James Lytal — Independent director nominee. Mr. Lytal has served as a Senior Advisor for Global Infrastructure Partners (a leading global, independent infrastructure investor) since April 2009. From 1994 to 2004, he served as President of Leviathan Gas Pipeline Partners, which later became El Paso Energy Partners, and then Gulfterra Energy Partners. In 2004, Gulfterra merged with Enterprise Products Partners (a North American midstream energy services provider), where he served as Executive Vice President until 2009. From 1980 to 1994, Mr. Lytal held a series of commercial, engineering and business development positions with various companies engaged in oil and gas exploration and production and gas pipeline services. Mr. Lytal currently serves on the board of directors for Archrock, Inc, a publicly listed natural gas compression services company. Previously, Mr. Lytal served as a director and member of the audit committee and chairman of the conflicts committee of Rice Midstream Management LLC, the managing general partner of Rice Midstream Partners, L.P. from 2015 until it was acquired in July 2018; director of Gulfterra Energy Partners from 1994 to 2004; director of Azure Midstream Partners GP, LLC, the general partner of Azure Midstream Partners, LP from 2013 to 2017, including service as member of the audit committee and chairman of the conflicts committee; and director and chairman of the compensation committee and member of the audit committee of SemGroup Corporation from 2011 until it was acquired in December of 2019. Mr. Lytal holds a B.S. in Petroleum Engineering from The University of Texas at Austin.

Number and Terms of Office of Officers and Directors

Our board of directors is divided into three classes, with only one class of directors being elected in each year, and with each class (except for those directors appointed prior to our first annual meeting of shareholders) serving a three-year term. In accordance with the NYSE corporate governance requirements, we are not required to hold an annual meeting until one year after our first fiscal year end following our listing on the NYSE. The term of office of the first class of directors, consisting of J. Kyle Derham and Jide Famuagun, will expire at our first annual meeting of shareholders. The term of office of the second class of directors, consisting of Daniel Joseph Rice, IV and Carrie Fox, will expire at our second annual meeting of shareholders. The term of office of the third class of directors, consisting of James Lytal, will expire at our third annual meeting of shareholders.

Prior to the completion of an initial business combination, any vacancy on the board of directors may be filled by a nominee chosen by holders of a majority of our founder units. In addition, prior to the completion of an initial business combination, holders of a majority of our founder units may remove a member of the board of directors for any reason.

121

Table of Contents

Our officers are appointed by the board of directors and serve at the discretion of the board of directors, rather than for specific terms of office. Our board of directors is authorized to appoint persons to the offices set forth in our amended and restated memorandum and articles of association as it deems appropriate. Our amended and restated memorandum and articles of association will provide that our officers may consist of one or more chairman of the board, chief executive officer, president, chief financial officer, vice presidents, secretary, treasurer and such other offices as may be determined by the board of directors.

Director Independence

The NYSE listing standards require that a majority of our board of directors be independent. An “independent director” is defined generally as a person who has no material relationship with the listed company (either directly or as a partner, shareholder or officer of an organization that has a relationship with the company). Our board of directors has determined that Jide Famuagun, Carrie Fox and James Lytal are “independent directors” as defined in the NYSE listing standards and applicable SEC rules. Our independent directors will have regularly scheduled meetings at which only independent directors are present.
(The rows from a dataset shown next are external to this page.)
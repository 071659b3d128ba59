use std::{
    collections::BTreeMap,
    fs,
    path::{Path, PathBuf},
    sync::Mutex,
};

use serde::{Deserialize, Serialize};

use super::{
    OutboxStore, PostStore, PostWrite, SCHEMA_VERSION, StoreError, check_schema_version,
    now_rfc3339, write_atomic,
};
use crate::{
    domain::{CounterAdjustment, DomainError, Post, PostId, PostInput, UserId},
    id::new_outbox_id,
};

pub const POSTS_FILE_NAME: &str = "posts.json";

#[derive(Debug, Clone, Copy, Default, PartialEq, Eq, Serialize, Deserialize)]
#[serde(rename_all = "snake_case")]
pub enum OutboxStatus {
    #[default]
    Pending,
    Failed,
}

/// A counter adjustment waiting for delivery to the user service.
#[derive(Debug, Clone, Serialize, Deserialize, PartialEq, Eq)]
pub struct OutboxEntry {
    pub id: String,
    pub post_id: PostId,
    pub adjustment: CounterAdjustment,
    pub created_at: String,
    #[serde(default)]
    pub attempts: u32,
    #[serde(default, skip_serializing_if = "Option::is_none")]
    pub last_error: Option<String>,
    #[serde(default)]
    pub status: OutboxStatus,
}

impl OutboxEntry {
    fn new(post_id: PostId, adjustment: CounterAdjustment) -> Self {
        Self::with_id(new_outbox_id(), post_id, adjustment)
    }

    fn with_id(id: String, post_id: PostId, adjustment: CounterAdjustment) -> Self {
        Self {
            id,
            post_id,
            adjustment,
            created_at: now_rfc3339(),
            attempts: 0,
            last_error: None,
            status: OutboxStatus::Pending,
        }
    }

    pub fn is_pending(&self) -> bool {
        self.status == OutboxStatus::Pending
    }
}

#[derive(Debug, Clone, Serialize, Deserialize, PartialEq, Eq)]
pub struct PersistedPosts {
    pub schema_version: u32,
    #[serde(default)]
    pub posts: BTreeMap<PostId, Post>,
    /// Keyed by ULID, so iteration is roughly creation order.
    #[serde(default)]
    pub outbox: BTreeMap<String, OutboxEntry>,
}

impl PersistedPosts {
    pub fn empty() -> Self {
        Self {
            schema_version: SCHEMA_VERSION,
            posts: BTreeMap::new(),
            outbox: BTreeMap::new(),
        }
    }

    fn next_post_id(&self) -> PostId {
        self.posts
            .keys()
            .next_back()
            .map(|id| id.saturating_add(1).max(1))
            .unwrap_or(1)
    }
}

/// Post store backed by `posts.json`. Posts and outbox entries live in the
/// same snapshot, so a post write and its enqueued adjustment are one atomic
/// file replacement.
pub struct JsonPostStore {
    path: Option<PathBuf>,
    state: Mutex<PersistedPosts>,
}

impl JsonPostStore {
    pub fn load_or_init(data_dir: &Path) -> Result<Self, StoreError> {
        fs::create_dir_all(data_dir)?;
        let path = data_dir.join(POSTS_FILE_NAME);
        let state = if path.exists() {
            let bytes = fs::read(&path)?;
            let state: PersistedPosts = serde_json::from_slice(&bytes)?;
            check_schema_version(state.schema_version)?;
            state
        } else {
            let state = PersistedPosts::empty();
            write_atomic(&path, &serde_json::to_vec_pretty(&state)?)?;
            state
        };

        Ok(Self {
            path: Some(path),
            state: Mutex::new(state),
        })
    }

    /// A store that never touches disk.
    pub fn in_memory() -> Self {
        Self {
            path: None,
            state: Mutex::new(PersistedPosts::empty()),
        }
    }

    pub fn snapshot(&self) -> Result<PersistedPosts, StoreError> {
        let state = self
            .state
            .lock()
            .map_err(|_| StoreError::LockPoisoned("snapshot"))?;
        Ok(state.clone())
    }

    /// Applies `f` to a copy of the state, persists the copy, then swaps it in.
    /// A failed save leaves the in-memory state untouched.
    fn mutate<T>(
        &self,
        op: &'static str,
        f: impl FnOnce(&mut PersistedPosts) -> Result<T, StoreError>,
    ) -> Result<T, StoreError> {
        let mut state = self.state.lock().map_err(|_| StoreError::LockPoisoned(op))?;
        let mut next = state.clone();
        let out = f(&mut next)?;
        if let Some(path) = &self.path {
            write_atomic(path, &serde_json::to_vec_pretty(&next)?)?;
        }
        *state = next;
        Ok(out)
    }

    fn read<T>(
        &self,
        op: &'static str,
        f: impl FnOnce(&PersistedPosts) -> T,
    ) -> Result<T, StoreError> {
        let state = self.state.lock().map_err(|_| StoreError::LockPoisoned(op))?;
        Ok(f(&state))
    }
}

impl PostStore for JsonPostStore {
    fn insert_post(
        &self,
        input: &PostInput,
        enqueue: Option<CounterAdjustment>,
    ) -> Result<PostWrite, StoreError> {
        self.mutate("insert_post", |state| {
            let post_id = input.id.unwrap_or_else(|| state.next_post_id());
            if state.posts.contains_key(&post_id) {
                return Err(DomainError::DuplicatePost { post_id }.into());
            }

            let post = Post {
                id: post_id,
                owner_user_id: input.user_id,
                title: input.title.clone(),
                description: input.description.clone(),
                created_at: now_rfc3339(),
            };
            state.posts.insert(post_id, post.clone());

            let outbox_entry = enqueue.map(|adj| {
                let entry = OutboxEntry::new(post_id, adj);
                state.outbox.insert(entry.id.clone(), entry.clone());
                entry
            });
            Ok(PostWrite { post, outbox_entry })
        })
    }

    fn delete_post(
        &self,
        post_id: PostId,
        enqueue: Option<CounterAdjustment>,
    ) -> Result<PostWrite, StoreError> {
        self.mutate("delete_post", |state| {
            let post = state
                .posts
                .remove(&post_id)
                .ok_or(DomainError::MissingPost { post_id })?;

            let outbox_entry = enqueue.map(|adj| {
                let entry = OutboxEntry::new(post_id, adj);
                state.outbox.insert(entry.id.clone(), entry.clone());
                entry
            });
            Ok(PostWrite { post, outbox_entry })
        })
    }

    fn restore_post(&self, post: Post) -> Result<(), StoreError> {
        self.mutate("restore_post", |state| {
            if state.posts.contains_key(&post.id) {
                return Err(DomainError::DuplicatePost { post_id: post.id }.into());
            }
            state.posts.insert(post.id, post);
            Ok(())
        })
    }

    fn enqueue_adjustment(
        &self,
        id: &str,
        post_id: PostId,
        adjustment: CounterAdjustment,
    ) -> Result<OutboxEntry, StoreError> {
        self.mutate("enqueue_adjustment", |state| {
            let entry = state
                .outbox
                .entry(id.to_string())
                .or_insert_with(|| OutboxEntry::with_id(id.to_string(), post_id, adjustment));
            Ok(entry.clone())
        })
    }

    fn get_post(&self, post_id: PostId) -> Result<Option<Post>, StoreError> {
        self.read("get_post", |state| state.posts.get(&post_id).cloned())
    }

    fn count_posts_by_owner(&self, user_id: UserId) -> Result<usize, StoreError> {
        self.read("count_posts_by_owner", |state| {
            state
                .posts
                .values()
                .filter(|p| p.owner_user_id == user_id)
                .count()
        })
    }
}

impl OutboxStore for JsonPostStore {
    fn pending_outbox(&self, limit: usize) -> Result<Vec<OutboxEntry>, StoreError> {
        self.read("pending_outbox", |state| {
            state
                .outbox
                .values()
                .filter(|e| e.is_pending())
                .take(limit)
                .cloned()
                .collect()
        })
    }

    fn list_outbox(&self) -> Result<Vec<OutboxEntry>, StoreError> {
        self.read("list_outbox", |state| state.outbox.values().cloned().collect())
    }

    fn complete_outbox(&self, id: &str) -> Result<bool, StoreError> {
        self.mutate("complete_outbox", |state| Ok(state.outbox.remove(id).is_some()))
    }

    fn record_outbox_attempt(
        &self,
        id: &str,
        error: &str,
        give_up: bool,
    ) -> Result<Option<OutboxEntry>, StoreError> {
        self.mutate("record_outbox_attempt", |state| {
            let Some(entry) = state.outbox.get_mut(id) else {
                return Ok(None);
            };
            entry.attempts = entry.attempts.saturating_add(1);
            entry.last_error = Some(error.to_string());
            if give_up {
                entry.status = OutboxStatus::Failed;
            }
            Ok(Some(entry.clone()))
        })
    }

    fn requeue_outbox(&self, id: &str) -> Result<Option<OutboxEntry>, StoreError> {
        self.mutate("requeue_outbox", |state| {
            let Some(entry) = state.outbox.get_mut(id) else {
                return Ok(None);
            };
            entry.status = OutboxStatus::Pending;
            entry.attempts = 0;
            Ok(Some(entry.clone()))
        })
    }
}

#[cfg(test)]
mod tests {
    use pretty_assertions::assert_eq;

    use super::*;

    fn input(id: Option<PostId>, owner: UserId) -> PostInput {
        PostInput {
            id,
            user_id: owner,
            title: "hello".to_string(),
            description: "world".to_string(),
        }
    }

    #[test]
    fn bootstrap_creates_empty_posts_json() {
        let tmp = tempfile::tempdir().unwrap();
        let _store = JsonPostStore::load_or_init(tmp.path()).unwrap();

        let bytes = fs::read(tmp.path().join(POSTS_FILE_NAME)).unwrap();
        let state: PersistedPosts = serde_json::from_slice(&bytes).unwrap();
        assert_eq!(state, PersistedPosts::empty());
    }

    #[test]
    fn duplicate_post_id_is_rejected_and_state_is_unchanged() {
        let store = JsonPostStore::in_memory();
        store.insert_post(&input(Some(100), 42), None).unwrap();

        let err = store
            .insert_post(&input(Some(100), 7), Some(CounterAdjustment::increment(7)))
            .unwrap_err();
        assert!(matches!(
            err,
            StoreError::Domain(DomainError::DuplicatePost { post_id: 100 })
        ));

        let snap = store.snapshot().unwrap();
        assert_eq!(snap.posts[&100].owner_user_id, 42);
        assert!(snap.outbox.is_empty());
    }

    #[test]
    fn missing_id_allocates_next_free_id() {
        let store = JsonPostStore::in_memory();
        store.insert_post(&input(Some(10), 1), None).unwrap();
        let write = store.insert_post(&input(None, 1), None).unwrap();
        assert_eq!(write.post.id, 11);
    }

    #[test]
    fn post_and_outbox_entry_are_persisted_together() {
        let tmp = tempfile::tempdir().unwrap();
        let store = JsonPostStore::load_or_init(tmp.path()).unwrap();
        let write = store
            .insert_post(&input(Some(5), 42), Some(CounterAdjustment::increment(42)))
            .unwrap();
        let entry = write.outbox_entry.unwrap();
        assert_eq!(entry.post_id, 5);
        drop(store);

        let store = JsonPostStore::load_or_init(tmp.path()).unwrap();
        assert!(store.get_post(5).unwrap().is_some());
        let pending = store.pending_outbox(10).unwrap();
        assert_eq!(pending.len(), 1);
        assert_eq!(pending[0].id, entry.id);
        assert_eq!(pending[0].adjustment, CounterAdjustment::increment(42));
    }

    #[test]
    fn delete_unknown_post_is_not_found() {
        let store = JsonPostStore::in_memory();
        let err = store
            .delete_post(9, Some(CounterAdjustment::decrement(1)))
            .unwrap_err();
        assert!(matches!(
            err,
            StoreError::Domain(DomainError::MissingPost { post_id: 9 })
        ));
        assert!(store.list_outbox().unwrap().is_empty());
    }

    #[test]
    fn restore_puts_back_deleted_row() {
        let store = JsonPostStore::in_memory();
        let created = store.insert_post(&input(Some(3), 1), None).unwrap().post;
        let deleted = store.delete_post(3, None).unwrap().post;
        assert_eq!(created, deleted);

        store.restore_post(deleted).unwrap();
        assert_eq!(store.get_post(3).unwrap(), Some(created));
    }

    #[test]
    fn outbox_attempts_fail_and_requeue() {
        let store = JsonPostStore::in_memory();
        let entry = store
            .insert_post(&input(Some(1), 1), Some(CounterAdjustment::increment(1)))
            .unwrap()
            .outbox_entry
            .unwrap();

        let updated = store
            .record_outbox_attempt(&entry.id, "connection refused", false)
            .unwrap()
            .unwrap();
        assert_eq!(updated.attempts, 1);
        assert!(updated.is_pending());

        let failed = store
            .record_outbox_attempt(&entry.id, "connection refused", true)
            .unwrap()
            .unwrap();
        assert_eq!(failed.status, OutboxStatus::Failed);
        assert!(store.pending_outbox(10).unwrap().is_empty());

        let requeued = store.requeue_outbox(&entry.id).unwrap().unwrap();
        assert!(requeued.is_pending());
        assert_eq!(requeued.attempts, 0);
        assert_eq!(requeued.last_error.as_deref(), Some("connection refused"));

        assert!(store.complete_outbox(&entry.id).unwrap());
        assert!(!store.complete_outbox(&entry.id).unwrap());
    }

    #[test]
    fn counts_posts_by_owner() {
        let store = JsonPostStore::in_memory();
        store.insert_post(&input(Some(1), 42), None).unwrap();
        store.insert_post(&input(Some(2), 42), None).unwrap();
        store.insert_post(&input(Some(3), 7), None).unwrap();
        assert_eq!(store.count_posts_by_owner(42).unwrap(), 2);
        assert_eq!(store.count_posts_by_owner(99).unwrap(), 0);
    }

    #[test]
    fn enqueue_adjustment_keeps_the_caller_id_and_is_idempotent() {
        let tmp = tempfile::tempdir().unwrap();
        let store = JsonPostStore::load_or_init(tmp.path()).unwrap();
        store.insert_post(&input(Some(1), 42), None).unwrap();

        let key = new_outbox_id();
        let entry = store
            .enqueue_adjustment(&key, 1, CounterAdjustment::increment(42))
            .unwrap();
        assert_eq!(entry.id, key);
        assert!(entry.is_pending());
        store
            .enqueue_adjustment(&key, 1, CounterAdjustment::increment(42))
            .unwrap();

        let reloaded = JsonPostStore::load_or_init(tmp.path()).unwrap();
        let pending = reloaded.pending_outbox(10).unwrap();
        assert_eq!(pending.len(), 1);
        assert_eq!(pending[0].id, key);
        assert_eq!(pending[0].adjustment, CounterAdjustment::increment(42));
    }

    #[test]
    fn rejects_unknown_schema_version() {
        let tmp = tempfile::tempdir().unwrap();
        fs::write(
            tmp.path().join(POSTS_FILE_NAME),
            br#"{"schema_version": 99}"#,
        )
        .unwrap();
        let err = JsonPostStore::load_or_init(tmp.path()).err().unwrap();
        assert!(matches!(
            err,
            StoreError::SchemaVersionMismatch { expected: 1, got: 99 }
        ));
    }
}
Executive Officer and Director Compensation

None of our executive officers or directors have received any cash compensation for services rendered to us. Commencing on the date that our securities are first listed on the NYSE through the earlier of consummation of our initial business combination and our liquidation, we will reimburse our sponsor or an affiliate of our sponsor for office space, secretarial and administrative services provided to us in the amount of $10,000 per month. In addition, our sponsor, executive officers, directors or their respective affiliates will be reimbursed for any out-of-pocket expenses incurred in connection with activities on our behalf such as identifying potential target businesses and performing due diligence on suitable business combinations. Our audit committee will review on a quarterly basis all payments that were made by us to our sponsor, executive officers, directors or their affiliates. Any such payments prior to an initial business combination will be made using funds held outside the trust account. Other than quarterly audit committee review of such reimbursements, we do not expect to have any additional controls in place governing our reimbursement payments to our directors and executive officers for their out-of-pocket expenses incurred in connection with our activities on our behalf in connection with identifying and consummating an initial business combination. Other than these payments and reimbursements, no compensation of any kind, including finder’s and consulting fees, will be paid by the company to our sponsor, executive officers and directors, or their respective affiliates, prior to completion of our initial business combination.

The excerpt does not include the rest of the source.